> What needs to be done
Only one stretch of the records below should be repeated. It starts with the line containing "static ISO_DURATION_RE: LazyLock<Regex>" and goes on through the line containing "pub fn embedded_state(html: &str)", exactly as written.

> Data in this exercise
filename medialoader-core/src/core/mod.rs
pub mod events;
fn setup_environment() {
    std::env::remove_var("PYTHONHOME");
    std::env::remove_var("PYTHONPATH");
}

#[tokio::main]
async fn main() {
    setup_environment();
    if let Err(e) = medialoader_lib::run().await {
        eprintln!("error: {:#}", e);
        std::process::exit(1);
    }
}
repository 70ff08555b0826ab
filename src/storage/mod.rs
pub mod config;
pub mod web;

use std::time::Duration;

use medialoader_core::models::media::{Collection, Item};
use medialoader_core::models::settings::CatalogSettings;

use crate::core::auth::{ClientCredentials, TokenCache};

/// Catalog API client: typed track and collection endpoints behind a cached
/// client-credentials token.
pub struct SpotifyClient {
    api_base: String,
    tokens: TokenCache,
    page_size: u32,
}

impl SpotifyClient {
    /// `None` when no credentials are configured.
    pub fn from_settings(http: reqwest::Client, catalog: &CatalogSettings, page_size: u32) -> Option<Self> {
        if !catalog.is_configured() {
            return None;
        }
        let credentials = ClientCredentials {
            client_id: catalog.client_id.trim().to_string(),
            client_secret: catalog.client_secret.trim().to_string(),
        };
        Some(Self {
            api_base: catalog.api_base.trim_end_matches('/').to_string(),
            tokens: TokenCache::new(http, &catalog.token_url, credentials),
            page_size: page_size.clamp(1, 50),
        })
    }

    /// Installs an already issued bearer token.
    pub async fn prime_token(&self, token: &str, ttl: Duration) {
        self.tokens.prime(token, ttl).await;
    }

    fn endpoint(&self, path: &str) -> String {
        format!("{}/{}", self.api_base, path.trim_start_matches('/'))
    }

    pub async fn track(&self, id: &str) -> anyhow::Result<Item> {
        let json = self
            .tokens
            .authorized_get(&self.endpoint(&format!("tracks/{}", id)), &[])
            .await?;
        track_from_json(&json).ok_or_else(|| anyhow::anyhow!("Unexpected track payload for {}", id))
    }

    pub async fn album(&self, id: &str) -> anyhow::Result<Collection> {
        let album = self
            .tokens
            .authorized_get(&self.endpoint(&format!("albums/{}", id)), &[])
            .await?;
        let name = album
            .get("name")
            .and_then(|v| v.as_str())
            .unwrap_or(id)
            .to_string();
        let album_artist = first_artist(&album);

        let pages = self.paginate(&format!("albums/{}/tracks", id)).await?;
        let items = pages
            .iter()
            .filter_map(|raw| {
                let mut item = track_from_json(raw)?;
                if item.artist.is_empty() {
                    item.artist = album_artist.clone();
                }
                let disc = json_u32(raw, "disc_number");
                let number = json_u32(raw, "track_number");
                Some(item.in_collection(name.clone(), disc, number))
            })
            .collect();
        Ok(Collection::from_items(name, items))
    }

    pub async fn playlist(&self, id: &str) -> anyhow::Result<Collection> {
        let meta = self
            .tokens
            .authorized_get(
                &self.endpoint(&format!("playlists/{}", id)),
                &[("fields", "name".to_string())],
            )
            .await?;
        let name = meta
            .get("name")
            .and_then(|v| v.as_str())
            .unwrap_or(id)
            .to_string();

        let entries = self.paginate(&format!("playlists/{}/tracks", id)).await?;
        let items = entries
            .iter()
            .enumerate()
            .filter_map(|(index, entry)| {
                let track = entry.get("track").filter(|t| !t.is_null())?;
                let item = track_from_json(track)?;
                Some(item.in_collection(name.clone(), Some(1), Some(index as u32 + 1)))
            })
            .collect();
        Ok(Collection::from_items(name, items))
    }

    pub async fn artist_top_tracks(&self, id: &str) -> anyhow::Result<Vec<Item>> {
        let json = self
            .tokens
            .authorized_get(
                &self.endpoint(&format!("artists/{}/top-tracks", id)),
                &[("market", "US".to_string())],
            )
            .await?;
        Ok(json
            .get("tracks")
            .and_then(|t| t.as_array())
            .map(|tracks| tracks.iter().filter_map(track_from_json).collect())
            .unwrap_or_default())
    }

    /// Album ids of an artist, newest first, at most `limit`.
    pub async fn artist_album_ids(&self, id: &str, limit: usize) -> anyhow::Result<Vec<String>> {
        let json = self
            .tokens
            .authorized_get(
                &self.endpoint(&format!("artists/{}/albums", id)),
                &[
                    ("include_groups", "album,single".to_string()),
                    ("limit", limit.clamp(1, 50).to_string()),
                ],
            )
            .await?;
        Ok(json
            .get("items")
            .and_then(|v| v.as_array())
            .map(|albums| {
                albums
                    .iter()
                    .filter_map(|a| a.get("id").and_then(|v| v.as_str()).map(str::to_string))
                    .take(limit)
                    .collect()
            })
            .unwrap_or_default())
    }

    /// Walks `limit`/`offset` pages until one is empty or `next` is null.
    async fn paginate(&self, path: &str) -> anyhow::Result<Vec<serde_json::Value>> {
        let url = self.endpoint(path);
        let mut offset: usize = 0;
        let mut all = Vec::new();

        loop {
            let page = self
                .tokens
                .authorized_get(
                    &url,
                    &[
                        ("limit", self.page_size.to_string()),
                        ("offset", offset.to_string()),
                    ],
                )
                .await?;

            let items = page
                .get("items")
                .and_then(|v| v.as_array())
                .cloned()
                .unwrap_or_default();
            if items.is_empty() {
                break;
            }
            offset += items.len();
            all.extend(items);

            let has_next = page.get("next").is_some_and(|n| !n.is_null());
            if !has_next {
                break;
            }
            tracing::debug!("[spotify] {} page done, offset {}", path, offset);
        }

        Ok(all)
    }
}

fn json_u32(json: &serde_json::Value, key: &str) -> Option<u32> {
    json.get(key)
        .and_then(|v| v.as_u64())
        .and_then(|v| u32::try_from(v).ok())
}

fn first_artist(json: &serde_json::Value) -> String {
    json.get("artists")
        .and_then(|a| a.as_array())
        .and_then(|a| a.first())
        .and_then(|a| a.get("name"))
        .and_then(|n| n.as_str())
        .unwrap_or("")
        .to_string()
}

/// Maps a catalog track object onto an item without collection context.
pub fn track_from_json(json: &serde_json::Value) -> Option<Item> {
    let id = json.get("id").and_then(|v| v.as_str())?.to_string();
    let title = json
        .get("name")
        .and_then(|v| v.as_str())
        .unwrap_or("")
        .to_string();
    let url = json
        .pointer("/external_urls/spotify")
        .and_then(|v| v.as_str())
        .map(str::to_string)
        .unwrap_or_else(|| format!("https://open.spotify.com/track/{}", id));
    let duration = json
        .get("duration_ms")
        .and_then(|v| v.as_f64())
        .map(|ms| ms / 1000.0)
        .unwrap_or(0.0);

    Some(
        Item::new(id, title, url)
            .with_artist(first_artist(json))
            .with_duration(duration),
    )
}

#[cfg(test)]
mod tests {
    use super::*;
    use serde_json::json;

    #[test]
    fn track_mapping() {
        let raw = json!({
            "id": "4uLU6hMCjMI75M1A2tKUQC",
            "name": "Never Gonna Give You Up",
            "artists": [{"name": "Rick Astley"}, {"name": "Other"}],
            "duration_ms": 213573,
            "external_urls": {"spotify": "https://open.spotify.com/track/4uLU6hMCjMI75M1A2tKUQC"}
        });
        let item = track_from_json(&raw).unwrap();
        assert_eq!(item.artist, "Rick Astley");
        assert_eq!(item.display_name(), "Rick Astley - Never Gonna Give You Up");
        assert!((item.duration_seconds - 213.573).abs() < 1e-9);
        assert!(item.collection_name.is_none());
    }

    #[test]
    fn track_without_id_is_skipped() {
        assert!(track_from_json(&json!({"name": "local file"})).is_none());
    }

    #[test]
    fn unconfigured_catalog_has_no_client() {
        let settings = CatalogSettings::default();
        assert!(SpotifyClient::from_settings(reqwest::Client::new(), &settings, 50).is_none());
    }
}
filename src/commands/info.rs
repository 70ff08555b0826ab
use crate::AppState;

pub async fn print_info(state: &AppState, url: &str) -> anyhow::Result<()> {
    let item = state
        .fetcher
        .fetch(url)
        .await
        .ok_or_else(|| anyhow::anyhow!("Item not found: {}", url))?;
    println!("{}", serde_json::to_string_pretty(&item)?);
    Ok(())
}
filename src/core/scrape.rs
use std::collections::HashSet;
use std::sync::LazyLock;

use base64::Engine;
use regex::Regex;
use scraper::{Html, Selector};

use medialoader_core::models::media::Item;

use crate::core::url_parser;

/// Minimum length for a paragraph to count as a description.
pub const MIN_PARAGRAPH_CHARS: usize = 80;
/// Distinct function words a paragraph must contain to count as prose.
pub const MIN_FUNCTION_WORDS: usize = 2;

const FUNCTION_WORDS: &[&str] = &[
    // de
    "der", "die", "das", "und", "ist", "mit", "ein", "eine", "nicht", "auf", "sich", "für", "von",
    "den", "dem", "zu", "im", "wird", "sie", "er",
    // en
    "the", "and", "is", "of", "with", "a", "an", "to", "in", "for", "on", "this", "that", "his",
    "her", "their",
];

static META_SEL: LazyLock<Selector> = LazyLock::new(|| Selector::parse("meta").unwrap());
static TITLE_SEL: LazyLock<Selector> = LazyLock::new(|| Selector::parse("title").unwrap());
static P_SEL: LazyLock<Selector> = LazyLock::new(|| Selector::parse("p").unwrap());
static LD_JSON_SEL: LazyLock<Selector> =
    LazyLock::new(|| Selector::parse(r#"script[type="application/ld+json"]"#).unwrap());
static INITIAL_STATE_SEL: LazyLock<Selector> =
    LazyLock::new(|| Selector::parse("script#initial-state").unwrap());
static NEXT_DATA_SEL: LazyLock<Selector> =
    LazyLock::new(|| Selector::parse("script#__NEXT_DATA__").unwrap());
static WORD_RE: LazyLock<Regex> = LazyLock::new(|| Regex::new(r"[\p{L}]+").unwrap());
static ISO_DURATION_RE: LazyLock<Regex> = LazyLock::new(|| {
    Regex::new(r"^P(?:(\d+)D)?(?:T(?:(\d+)H)?(?:(\d+)M)?(?:(\d+(?:\.\d+)?)S)?)?$").unwrap()
});

pub async fn fetch_html(client: &reqwest::Client, url: &str) -> anyhow::Result<String> {
    let response = client.get(url).send().await?.error_for_status()?;
    Ok(response.text().await?)
}

fn meta_content(doc: &Html, keys: &[&str]) -> Option<String> {
    keys.iter().find_map(|key| {
        doc.select(&META_SEL).find_map(|el| {
            let attrs = el.value();
            let matches = attrs.attr("property") == Some(key) || attrs.attr("name") == Some(key);
            if !matches {
                return None;
            }
            attrs
                .attr("content")
                .map(|c| c.trim().to_string())
                .filter(|c| !c.is_empty())
        })
    })
}

/// All structured-data objects on the page, with top-level arrays and
/// `@graph` containers flattened.
pub fn ld_json_blocks(doc: &Html) -> Vec<serde_json::Value> {
    let mut out = Vec::new();
    for el in doc.select(&LD_JSON_SEL) {
        let text = el.text().collect::<String>();
        let Ok(value) = serde_json::from_str::<serde_json::Value>(text.trim()) else {
            continue;
        };
        flatten_ld(value, &mut out);
    }
    out
}

fn flatten_ld(value: serde_json::Value, out: &mut Vec<serde_json::Value>) {
    match value {
        serde_json::Value::Array(items) => items.into_iter().for_each(|v| flatten_ld(v, out)),
        serde_json::Value::Object(mut map) => {
            if let Some(graph) = map.remove("@graph") {
                flatten_ld(graph, out);
            }
            if !map.is_empty() {
                out.push(serde_json::Value::Object(map));
            }
        }
        _ => {}
    }
}

/// JSON state embedded by single-page apps: a base64 (or plain) JSON
/// `initial-state` script, `__NEXT_DATA__`, then structured-data blocks.
pub fn embedded_state(html: &str) -> Vec<serde_json::Value> {
    let doc = Html::parse_document(html);
    let mut states = Vec::new();

    for el in doc.select(&INITIAL_STATE_SEL) {
        let text = el.text().collect::<String>();
        let text = text.trim();
        let decoded = base64::engine::general_purpose::STANDARD
            .decode(text)
            .ok()
            .and_then(|bytes| String::from_utf8(bytes).ok());
        let candidate = decoded.as_deref().unwrap_or(text);
        if let Ok(value) = serde_json::from_str(candidate) {
            states.push(value);
        }
    }

    for el in doc.select(&NEXT_DATA_SEL) {
        let text = el.text().collect::<String>();
        if let Ok(value) = serde_json::from_str(text.trim()) {
            states.push(value);
        }
    }

    states.extend(ld_json_blocks(&doc));
    states
}

/// Accepts a paragraph as prose only if it is long enough and reads like a
/// sentence in one of the supported languages.
pub fn looks_like_prose(text: &str) -> bool {
    if text.chars().count() < MIN_PARAGRAPH_CHARS {
        return false;
    }
    let found: HashSet<String> = WORD_RE
        .find_iter(text)
        .map(|m| m.as_str().to_lowercase())
        .filter(|w| FUNCTION_WORDS.contains(&w.as_str()))
        .collect();
    found.len() >= MIN_FUNCTION_WORDS
}

fn paragraph_description(doc: &Html) -> Option<String> {
    doc.select(&P_SEL)
        .map(|p| {
            p.text()
                .collect::<String>()
                .split_whitespace()
                .collect::<Vec<_>>()
                .join(" ")
        })
        .find(|text| looks_like_prose(text))
}

fn ld_string(block: &serde_json::Value, key: &str) -> Option<String> {
    match block.get(key)? {
        serde_json::Value::String(s) => Some(s.trim().to_string()).filter(|s| !s.is_empty()),
        serde_json::Value::Object(obj) => obj
            .get("name")
            .and_then(|n| n.as_str())
            .map(|s| s.trim().to_string())
            .filter(|s| !s.is_empty()),
        serde_json::Value::Array(items) => items.iter().find_map(|v| match v {
            serde_json::Value::String(s) => Some(s.clone()),
            other => other.get("name").and_then(|n| n.as_str()).map(str::to_string),
        }),
        _ => None,
    }
}

/// Description by pattern order: meta description, structured data, then the
/// first paragraph that passes [`looks_like_prose`].
pub fn description(doc: &Html) -> Option<String> {
    meta_content(doc, &["og:description", "description", "twitter:description"])
        .or_else(|| {
            ld_json_blocks(doc)
                .iter()
                .find_map(|b| ld_string(b, "description"))
        })
        .or_else(|| paragraph_description(doc))
}

pub fn parse_iso_duration(text: &str) -> Option<f64> {
    let caps = ISO_DURATION_RE.captures(text.trim())?;
    let part = |i: usize| -> f64 {
        caps.get(i)
            .and_then(|m| m.as_str().parse::<f64>().ok())
            .unwrap_or(0.0)
    };
    let total = part(1) * 86400.0 + part(2) * 3600.0 + part(3) * 60.0 + part(4);
    (total > 0.0).then_some(total)
}

/// Builds an item from a raw page. Returns `None` when no title can be found.
pub fn extract_item(html: &str, url: &str) -> Option<Item> {
    let doc = Html::parse_document(html);
    let blocks = ld_json_blocks(&doc);

    let title = meta_content(&doc, &["og:title", "twitter:title"])
        .or_else(|| blocks.iter().find_map(|b| ld_string(b, "name")))
        .or_else(|| {
            doc.select(&TITLE_SEL)
                .next()
                .map(|t| t.text().collect::<String>().trim().to_string())
                .filter(|t| !t.is_empty())
        })?;

    let artist = blocks
        .iter()
        .find_map(|b| {
            ld_string(b, "byArtist")
                .or_else(|| ld_string(b, "author"))
                .or_else(|| ld_string(b, "creator"))
        })
        .or_else(|| meta_content(&doc, &["music:musician_description", "twitter:audio:artist_name", "author"]))
        .unwrap_or_default();

    let duration = blocks
        .iter()
        .find_map(|b| b.get("duration").and_then(|d| d.as_str()).and_then(parse_iso_duration))
        .or_else(|| {
            meta_content(&doc, &["music:duration", "video:duration", "og:video:duration"])
                .and_then(|d| d.parse::<f64>().ok())
        })
        .unwrap_or(0.0);

    let id = url_parser::resolve(url)
        .map(|link| link.id)
        .unwrap_or_else(|| url.to_string());

    let mut item = Item::new(id, title, url)
        .with_artist(artist)
        .with_duration(duration);
    item.description = description(&doc);
    Some(item)
}

#[cfg(test)]
mod tests {
    use super::*;

    #[test]
    fn prose_gate_rejects_navigation() {
        assert!(!looks_like_prose("Home | Mediathek | Sendungen A-Z | Live | Login | Suche | Hilfe | Kontakt | Impressum"));
        assert!(looks_like_prose(
            "Die Kommissarin ermittelt in einem Fall, der sie an die Grenzen ihrer Belastbarkeit bringt und das Team spaltet."
        ));
        assert!(!looks_like_prose("Zu kurz und der Rest fehlt."));
    }

    #[test]
    fn description_order_meta_first() {
        let html = r#"<html><head>
            <meta property="og:description" content="From meta">
            <script type="application/ld+json">{"description": "From ld"}</script>
            </head><body></body></html>"#;
        assert_eq!(description(&Html::parse_document(html)).as_deref(), Some("From meta"));
    }

    #[test]
    fn description_falls_back_to_ld_then_paragraph() {
        let html = r#"<html><head>
            <script type="application/ld+json">{"@graph": [{"@type": "VideoObject", "description": "From graph"}]}</script>
            </head></html>"#;
        assert_eq!(description(&Html::parse_document(html)).as_deref(), Some("From graph"));

        let html = r#"<html><body>
            <p>Menu Start Suche</p>
            <p>The documentary follows a family of farmers through one year in the Alps and shows the work that keeps them going.</p>
            </body></html>"#;
        let text = description(&Html::parse_document(html)).unwrap();
        assert!(text.starts_with("The documentary"));
    }

    #[test]
    fn iso_durations() {
        assert_eq!(parse_iso_duration("PT3M15S"), Some(195.0));
        assert_eq!(parse_iso_duration("PT1H2M"), Some(3720.0));
        assert_eq!(parse_iso_duration("P0D"), None);
        assert_eq!(parse_iso_duration("3:15"), None);
    }

    #[test]
    fn item_from_page() {
        let html = r#"<html><head>
            <meta property="og:title" content="Song Name">
            <meta name="music:musician_description" content="Some Band">
            <meta name="music:duration" content="201">
            </head></html>"#;
        let item = extract_item(html, "https://open.spotify.com/track/4uLU6hMCjMI75M1A2tKUQC").unwrap();
        assert_eq!(item.id, "4uLU6hMCjMI75M1A2tKUQC");
        assert_eq!(item.title, "Song Name");
        assert_eq!(item.artist, "Some Band");
        assert_eq!(item.duration_seconds, 201.0);
    }

    #[test]
    fn embedded_state_decodes_base64() {
        let json = r#"{"entities": {"items": {}}}"#;
        let encoded = base64::engine::general_purpose::STANDARD.encode(json);
        let html = format!(
            r#"<html><body><script id="initial-state" type="text/plain">{}</script>
            <script id="__NEXT_DATA__" type="application/json">{{"props": {{}}}}</script></body></html>"#,
            encoded
        );
        let states = embedded_state(&html);
        assert_eq!(states.len(), 2);
        assert!(states[0].get("entities").is_some());
        assert!(states[1].get("props").is_some());
    }

    #[test]
    fn no_title_no_item() {
        assert!(extract_item("<html><body></body></html>", "https://example.org").is_none());
    }
}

> Response box
static ISO_DURATION_RE: LazyLock<Regex> = LazyLock::new(|| {
    Regex::new(r"^P(?:(\d+)D)?(?:T(?:(\d+)H)?(?:(\d+)M)?(?:(\d+(?:\.\d+)?)S)?)?$").unwrap()
});

pub async fn fetch_html(client: &reqwest::Client, url: &str) -> anyhow::Result<String> {
    let response = client.get(url).send().await?.error_for_status()?;
    Ok(response.text().await?)
}

fn meta_content(doc: &Html, keys: &[&str]) -> Option<String> {
    keys.iter().find_map(|key| {
        doc.select(&META_SEL).find_map(|el| {
            let attrs = el.value();
            let matches = attrs.attr("property") == Some(key) || attrs.attr("name") == Some(key);
            if !matches {
                return None;
            }
            attrs
                .attr("content")
                .map(|c| c.trim().to_string())
                .filter(|c| !c.is_empty())
        })
    })
}

/// All structured-data objects on the page, with top-level arrays and
/// `@graph` containers flattened.
pub fn ld_json_blocks(doc: &Html) -> Vec<serde_json::Value> {
    let mut out = Vec::new();
    for el in doc.select(&LD_JSON_SEL) {
        let text = el.text().collect::<String>();
        let Ok(value) = serde_json::from_str::<serde_json::Value>(text.trim()) else {
            continue;
        };
        flatten_ld(value, &mut out);
    }
    out
}

fn flatten_ld(value: serde_json::Value, out: &mut Vec<serde_json::Value>) {
    match value {
        serde_json::Value::Array(items) => items.into_iter().for_each(|v| flatten_ld(v, out)),
        serde_json::Value::Object(mut map) => {
            if let Some(graph) = map.remove("@graph") {
                flatten_ld(graph, out);
            }
            if !map.is_empty() {
                out.push(serde_json::Value::Object(map));
            }
        }
        _ => {}
    }
}

/// JSON state embedded by single-page apps: a base64 (or plain) JSON
/// `initial-state` script, `__NEXT_DATA__`, then structured-data blocks.
pub fn embedded_state(html: &str) -> Vec<serde_json::Value> {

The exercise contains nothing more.